Вот сколько твердили Никите в прошлом, что нельзя греться алкаголем. Теперь же пояснения Угомона поставили все на свои места. Да, нельзя пить, если отправляешься на холод. Хотя выпивка, как и любой наркотик, помогает перенести ощущение холода легче, но вот побочные последствия могут быть весьма печальными, вплоть до летальных. И очень сильно, на грани смерти от переохлаждения, замерзшему человеку выпивка может только повредить. Но вот когда возвращаешься из холода в тепло, да еще и охлаждение было умеренным, то не просто можно, а и очень способствует. Снимается стресс от холода - чисто нервная реакция, причина большинства простуд. Обмен подстегивается, сосуды расширяются, и оставшийся теплым центр лучше прогревает переохладившуюся периферию тела. Тут главное не увлечься, не передозировать. Ну, уж Угомон-то дозу отмерять умел не только для себя. Через полчаса Никита, уже одетый и согретый, с миской горячей каши на коленях, чувствовал, что жизнь прекрасна и день предстоит замечательный. Так купанием в ледяной весенней воде состоялось его посвящение в участники большого Мстинского фестиваля.

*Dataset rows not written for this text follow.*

#[derive(thiserror::Error, Debug)]
pub enum Fmp4Error {
    #[error("box {0} is truncated")]
    Truncated(String),

    #[error("box {kind} has invalid size {size}")]
    InvalidSize { kind: String, size: u64 },

    #[error("required box {0} not found")]
    MissingBox(&'static str),

    #[error("unsupported {kind} version {version}")]
    UnsupportedVersion { kind: &'static str, version: u8 },

    #[error("sample data of track {0} is out of bounds")]
    DataOutOfBounds(u32),

    #[error("sample entry {0} is not supported")]
    UnsupportedSampleEntry(String),
}

pub type Fmp4Result<T> = Result<T, Fmp4Error>;
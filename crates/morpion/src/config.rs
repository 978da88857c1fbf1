//! Game configuration loaded from TOML.

use derive_getters::Getters;
use derive_more::{Display, Error};
use morpion_rules::Player;
use serde::{Deserialize, Serialize};
use std::path::Path;
use std::time::Duration;
use tracing::{debug, info, instrument};

/// Smallest board edge, in pixels, that still fits circles and crosses.
pub const MIN_BOARD_SIZE: u32 = 90;

/// Longest accepted end-of-round pause, in milliseconds.
pub const MAX_BANNER_MILLIS: u64 = 10_000;

/// An RGB colour triple.
#[derive(Debug, Clone, Copy, PartialEq, Eq, Serialize, Deserialize)]
#[serde(transparent)]
pub struct Rgb(pub [u8; 3]);

impl Rgb {
    /// Red channel.
    pub fn r(self) -> u8 {
        self.0[0]
    }

    /// Green channel.
    pub fn g(self) -> u8 {
        self.0[1]
    }

    /// Blue channel.
    pub fn b(self) -> u8 {
        self.0[2]
    }
}

/// Board palette.
#[derive(Debug, Clone, Copy, PartialEq, Eq, Getters, Serialize, Deserialize)]
#[serde(default)]
pub struct Palette {
    /// Window background.
    background: Rgb,
    /// Grid lines.
    line: Rgb,
    /// Player 1 circles.
    circle: Rgb,
    /// Player 2 crosses.
    cross: Rgb,
    /// Score bar and banner text.
    text: Rgb,
    /// Winning line overlay.
    highlight: Rgb,
}

impl Default for Palette {
    fn default() -> Self {
        Self {
            background: Rgb([28, 170, 156]),
            line: Rgb([23, 145, 135]),
            circle: Rgb([239, 231, 200]),
            cross: Rgb([84, 84, 84]),
            text: Rgb([255, 255, 255]),
            highlight: Rgb([242, 85, 96]),
        }
    }
}

/// Configuration for a morpion session and its frontends.
#[derive(Debug, Clone, PartialEq, Eq, Getters, Serialize, Deserialize)]
#[serde(default)]
pub struct MorpionConfig {
    /// Edge of the square board, in pixels.
    board_size: u32,

    /// Height of the score bar under the board, in pixels.
    status_height: u32,

    /// Grid line thickness.
    line_width: u32,

    /// Circle stroke thickness.
    circle_width: u32,

    /// Cross stroke thickness.
    cross_width: u32,

    /// How long the end-of-round message stays up, in milliseconds.
    banner_millis: u64,

    /// Who opens the first round.
    first_player: Player,

    /// Colours.
    colors: Palette,
}

impl Default for MorpionConfig {
    fn default() -> Self {
        Self {
            board_size: 600,
            status_height: 60,
            line_width: 10,
            circle_width: 15,
            cross_width: 25,
            banner_millis: 1200,
            first_player: Player::O,
            colors: Palette::default(),
        }
    }
}

impl MorpionConfig {
    /// Loads configuration from a TOML file.
    #[instrument(skip(path), fields(path = %path.as_ref().display()))]
    pub fn from_file(path: impl AsRef<Path>) -> Result<Self, ConfigError> {
        debug!("Loading config from file");
        let content = std::fs::read_to_string(path.as_ref())
            .map_err(|e| ConfigError::new(format!("Failed to read config file: {}", e)))?;

        let config = Self::from_toml(&content)?;
        info!(board_size = config.board_size, "Config loaded successfully");
        Ok(config)
    }

    /// Parses and validates configuration from TOML text.
    #[instrument(skip(content))]
    pub fn from_toml(content: &str) -> Result<Self, ConfigError> {
        let config: Self = toml::from_str(content)
            .map_err(|e| ConfigError::new(format!("Failed to parse config: {}", e)))?;
        config.validate()?;
        Ok(config)
    }

    /// Loads `path` if it exists, otherwise falls back to defaults.
    ///
    /// A file that exists but does not parse is still an error.
    #[instrument(skip(path), fields(path = %path.as_ref().display()))]
    pub fn load_or_default(path: impl AsRef<Path>) -> Result<Self, ConfigError> {
        if path.as_ref().exists() {
            Self::from_file(path)
        } else {
            info!("Config file not found, using defaults");
            Ok(Self::default())
        }
    }

    /// Checks value ranges.
    #[instrument(skip(self))]
    pub fn validate(&self) -> Result<(), ConfigError> {
        if self.board_size < MIN_BOARD_SIZE {
            return Err(ConfigError::new(format!(
                "board_size must be at least {} (got {})",
                MIN_BOARD_SIZE, self.board_size
            )));
        }
        if self.banner_millis > MAX_BANNER_MILLIS {
            return Err(ConfigError::new(format!(
                "banner_millis must be at most {} (got {})",
                MAX_BANNER_MILLIS, self.banner_millis
            )));
        }
        Ok(())
    }

    /// End-of-round pause as a duration.
    pub fn banner_duration(&self) -> Duration {
        Duration::from_millis(self.banner_millis)
    }

    /// Overrides the opener of the first round.
    pub fn with_first_player(mut self, player: Player) -> Self {
        self.first_player = player;
        self
    }
}

/// Configuration error.
#[derive(Debug, Clone, Display, Error)]
#[display("Config error: {} at {}:{}", message, file, line)]
pub struct ConfigError {
    /// Error message.
    pub message: String,
    /// Line number where error occurred.
    pub line: u32,
    /// Source file where error occurred.
    pub file: &'static str,
}

impl ConfigError {
    /// Creates a new configuration error.
    #[track_caller]
    pub fn new(message: String) -> Self {
        let loc = std::panic::Location::caller();
        Self {
            message,
            line: loc.line(),
            file: loc.file(),
        }
    }
}
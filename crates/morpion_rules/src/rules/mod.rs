//! Game rules for morpion.
//!
//! Pure functions for evaluating a board. Rules are kept apart from board
//! storage so the round engine and the invariants can share them.

pub mod draw;
pub mod win;

pub use draw::{is_draw, is_full};
pub use win::{LINES, check_winner, winning_line};
//! Command-line interface for morpion.

use clap::{Parser, Subcommand, ValueEnum};
use morpion_rules::Player;
use std::path::PathBuf;

/// Morpion - two-player tic-tac-toe on one screen
#[derive(Parser, Debug)]
#[command(name = "morpion")]
#[command(about = "Two-player same-screen tic-tac-toe", long_about = None)]
#[command(version)]
pub struct Cli {
    /// Path to the TOML configuration file (defaults are used if it is missing)
    #[arg(short, long, default_value = "morpion.toml", global = true)]
    pub config: PathBuf,

    /// Who opens the first round (overrides the configuration file)
    #[arg(long, value_enum, global = true)]
    pub first: Option<FirstPlayer>,

    /// Frontend to run (defaults to the window)
    #[command(subcommand)]
    pub command: Option<Command>,
}

/// Available frontends
#[derive(Subcommand, Debug, Clone, PartialEq, Eq)]
pub enum Command {
    /// Play in a window with the mouse
    Gui,

    /// Play in the terminal with the mouse or keyboard
    Tui {
        /// File receiving log output while the terminal is in use
        #[arg(long, default_value = "morpion_tui.log")]
        log_file: PathBuf,
    },
}

/// Opening player as typed on the command line.
#[derive(ValueEnum, Debug, Clone, Copy, PartialEq, Eq)]
pub enum FirstPlayer {
    /// Player 1, circles
    O,
    /// Player 2, crosses
    X,
}

impl From<FirstPlayer> for Player {
    fn from(first: FirstPlayer) -> Self {
        match first {
            FirstPlayer::O => Player::O,
            FirstPlayer::X => Player::X,
        }
    }
}
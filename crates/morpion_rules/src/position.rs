//! Board positions for morpion moves.

use super::types::Board;
use serde::{Deserialize, Serialize};
use tracing::instrument;

/// A position on the morpion board (0-8, row-major).
#[derive(Debug, Clone, Copy, PartialEq, Eq, Hash, Serialize, Deserialize, strum::EnumIter)]
pub enum Position {
    /// Top-left (position 0)
    TopLeft,
    /// Top-center (position 1)
    TopCenter,
    /// Top-right (position 2)
    TopRight,
    /// Middle-left (position 3)
    MiddleLeft,
    /// Center (position 4)
    Center,
    /// Middle-right (position 5)
    MiddleRight,
    /// Bottom-left (position 6)
    BottomLeft,
    /// Bottom-center (position 7)
    BottomCenter,
    /// Bottom-right (position 8)
    BottomRight,
}

impl Position {
    /// All 9 positions in row-major order.
    pub const ALL: [Position; 9] = [
        Position::TopLeft,
        Position::TopCenter,
        Position::TopRight,
        Position::MiddleLeft,
        Position::Center,
        Position::MiddleRight,
        Position::BottomLeft,
        Position::BottomCenter,
        Position::BottomRight,
    ];

    /// Get label for this position (for display).
    pub fn label(&self) -> &'static str {
        match self {
            Position::TopLeft => "Top-left",
            Position::TopCenter => "Top-center",
            Position::TopRight => "Top-right",
            Position::MiddleLeft => "Middle-left",
            Position::Center => "Center",
            Position::MiddleRight => "Middle-right",
            Position::BottomLeft => "Bottom-left",
            Position::BottomCenter => "Bottom-center",
            Position::BottomRight => "Bottom-right",
        }
    }

    /// Converts position to board index (0-8).
    pub fn to_index(self) -> usize {
        self as usize
    }

    /// Creates position from board index.
    pub fn from_index(index: usize) -> Option<Self> {
        Self::ALL.get(index).copied()
    }

    /// Creates position from a zero-based row and column.
    ///
    /// Returns `None` when either coordinate falls outside the grid.
    pub fn from_row_col(row: usize, col: usize) -> Option<Self> {
        if row < 3 && col < 3 {
            Self::from_index(row * 3 + col)
        } else {
            None
        }
    }

    /// Zero-based row of this position.
    pub fn row(self) -> usize {
        self.to_index() / 3
    }

    /// Zero-based column of this position.
    pub fn col(self) -> usize {
        self.to_index() % 3
    }

    /// Filters positions by board state - returns only empty squares.
    #[instrument(skip(board))]
    pub fn valid_moves(board: &Board) -> Vec<Position> {
        Self::ALL
            .iter()
            .copied()
            .filter(|pos| board.is_empty(*pos))
            .collect()
    }
}

impl std::fmt::Display for Position {
    fn fmt(&self, f: &mut std::fmt::Formatter<'_>) -> std::fmt::Result {
        write!(f, "{}", self.label())
    }
}

#[cfg(test)]
mod tests {
    use super::*;
    use crate::types::{Player, Square};
    use strum::IntoEnumIterator;

    #[test]
    fn test_index_roundtrip_matches_iteration_order() {
        for (idx, pos) in Position::iter().enumerate() {
            assert_eq!(pos.to_index(), idx);
            assert_eq!(Position::from_index(idx), Some(pos));
        }
        assert_eq!(Position::from_index(9), None);
    }

    #[test]
    fn test_row_col() {
        assert_eq!(Position::from_row_col(0, 0), Some(Position::TopLeft));
        assert_eq!(Position::from_row_col(1, 2), Some(Position::MiddleRight));
        assert_eq!(Position::from_row_col(2, 1), Some(Position::BottomCenter));
        assert_eq!(Position::from_row_col(3, 0), None);
        assert_eq!(Position::from_row_col(0, 3), None);
        assert_eq!(Position::BottomLeft.row(), 2);
        assert_eq!(Position::BottomLeft.col(), 0);
    }

    #[test]
    fn test_valid_moves_skip_occupied() {
        let mut board = Board::new();
        board.set(Position::Center, Square::Occupied(Player::O));
        let moves = Position::valid_moves(&board);
        assert_eq!(moves.len(), 8);
        assert!(!moves.contains(&Position::Center));
    }
}
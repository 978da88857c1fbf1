//! Win detection logic for morpion.

use super::super::{Board, Player, Position, Square};
use tracing::instrument;

/// The eight winning lines: three rows, three columns, two diagonals.
pub const LINES: [[Position; 3]; 8] = [
    // Rows
    [Position::TopLeft, Position::TopCenter, Position::TopRight],
    [Position::MiddleLeft, Position::Center, Position::MiddleRight],
    [Position::BottomLeft, Position::BottomCenter, Position::BottomRight],
    // Columns
    [Position::TopLeft, Position::MiddleLeft, Position::BottomLeft],
    [Position::TopCenter, Position::Center, Position::BottomCenter],
    [Position::TopRight, Position::MiddleRight, Position::BottomRight],
    // Diagonals
    [Position::TopLeft, Position::Center, Position::BottomRight],
    [Position::TopRight, Position::Center, Position::BottomLeft],
];

/// Returns the first line held entirely by one player.
#[instrument(skip(board))]
pub fn winning_line(board: &Board) -> Option<[Position; 3]> {
    LINES.into_iter().find(|[a, b, c]| {
        let sq = board.get(*a);
        sq != Square::Empty && sq == board.get(*b) && sq == board.get(*c)
    })
}

/// Checks if there is a winner on the board.
///
/// Returns `Some(player)` if the player has three in a row,
/// `None` otherwise.
#[instrument(skip(board))]
pub fn check_winner(board: &Board) -> Option<Player> {
    winning_line(board).and_then(|[a, _, _]| board.get(a).player())
}

#[cfg(test)]
mod tests {
    use super::*;

    fn board_with(player: Player, positions: &[Position]) -> Board {
        let mut board = Board::new();
        for pos in positions {
            board.set(*pos, Square::Occupied(player));
        }
        board
    }

    #[test]
    fn test_no_winner_empty_board() {
        assert_eq!(check_winner(&Board::new()), None);
        assert_eq!(winning_line(&Board::new()), None);
    }

    #[test]
    fn test_every_line_wins_for_both_players() {
        for line in LINES {
            for player in [Player::O, Player::X] {
                let board = board_with(player, &line);
                assert_eq!(check_winner(&board), Some(player), "line {:?}", line);
                assert_eq!(winning_line(&board), Some(line));
            }
        }
    }

    #[test]
    fn test_mixed_line_does_not_win() {
        for line in LINES {
            let mut board = board_with(Player::O, &line[..2]);
            board.set(line[2], Square::Occupied(Player::X));
            assert_eq!(check_winner(&board), None, "line {:?}", line);
        }
    }

    #[test]
    fn test_no_winner_incomplete() {
        let board = board_with(Player::X, &[Position::TopLeft, Position::TopCenter]);
        assert_eq!(check_winner(&board), None);
    }
}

Дальнейший путь уже не представлял никакого интереса, одну только радость. Никита уже все знал, все умел, байдарка летела по его воле птичкой. А с таким матросом, каким разлеглась впереди Аня, положив свои стройные ноги на деку, Никита готов был грести хоть до Балтики не останавливаясь. Только небольшую сложность представило прохождение плотины, которую, как Аня рассказала, старательно восстанавливали, чтобы не нарушать исторического облика реки. Да собственно сложность там была лишь психологическая. Это когда вода ревет, пена бьет и со стороны все это кажется ужасным. Когда с берега смотришь. Никита все просмотрел по Аниному настоянию, точно вышел в намеченное место, преодолевая чувство неуверенности, испытал захватывающую остановку сердца, когда байдарка оказалась над сливом и бухнулась вниз. И все кончилось. Просто проскочили дальше сквозь пену, совсем не страшную, сквозь ласково покачнувшие волны на спокойную воду. А потом опять берега замелькали мимо.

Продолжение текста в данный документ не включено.